Verliert Giffey wegen Doktoraffäre die Spitzenkandidatur?
SPD II (Berlin): Die zweite Doktorvisite der FU bei Franziska Giffey treibt den Blutdruck der Genossen hoch. Zwar sagt die Kandidatin für Parteivorsitz und Spitzenkandidatur tapfer: „Ich sehe der Sache gelassen entgegen.“ (Q: „WamS“). Doch viele sehen es so, wie Heike Schmoll heute in der „FAZ“ schreibt: „Wie eine weitere Überprüfung der Dissertation ausgeht, ist klar: Sie kann eigentlich nur mit einem Entzug des Doktorgrades enden.“ Für diesen Fall hatte Giffey bereits ihren Rücktritt als Familienministerin angekündigt. Aber Berliner SPD-Vorsitzende und Regierende Bürgermeisterin wäre ok? Wohl kaum.

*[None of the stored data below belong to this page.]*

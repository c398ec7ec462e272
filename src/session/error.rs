use crate::rpc::RpcError;
use thiserror::Error;

#[derive(Error, Debug)]
pub enum SessionError {
    #[error("Daemon error: {0}")]
    Rpc(#[from] RpcError),

    #[error("Storage error: {0}")]
    Storage(String),

    #[error("Serialization error: {0}")]
    Serialization(String),

    #[error("IO error: {0}")]
    Io(#[from] std::io::Error),
}

impl From<sqlx::Error> for SessionError {
    fn from(err: sqlx::Error) -> Self {
        SessionError::Storage(err.to_string())
    }
}

impl From<serde_json::Error> for SessionError {
    fn from(err: serde_json::Error) -> Self {
        SessionError::Serialization(err.to_string())
    }
}

pub type SessionResult<T> = Result<T, SessionError>;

Hinter den Kulissen wird deshalb bereits an einem Plan B gebastelt, bei dem es natürlich auch um wechselseitige Unterstützung geht – einschließlich dem Gerangel um Platz 1 auf der Bundestagsliste. Wird doch Mietendeckel-Miterfinder Julian ZadoLandesvorsitzender (als Co-Chef)? Übernimmt Andreas Geisel die Spitzenkandidatur? Führt Matthias Kollatz künftig die Fraktion? Oder bleibt’s doch bei Plan A, mit allen Risiken (z.B. einer möglichen Schlappe für Raed Saleh beim Parteitag)? Die drei Wochen bis dahin können noch ganz schön lang werden.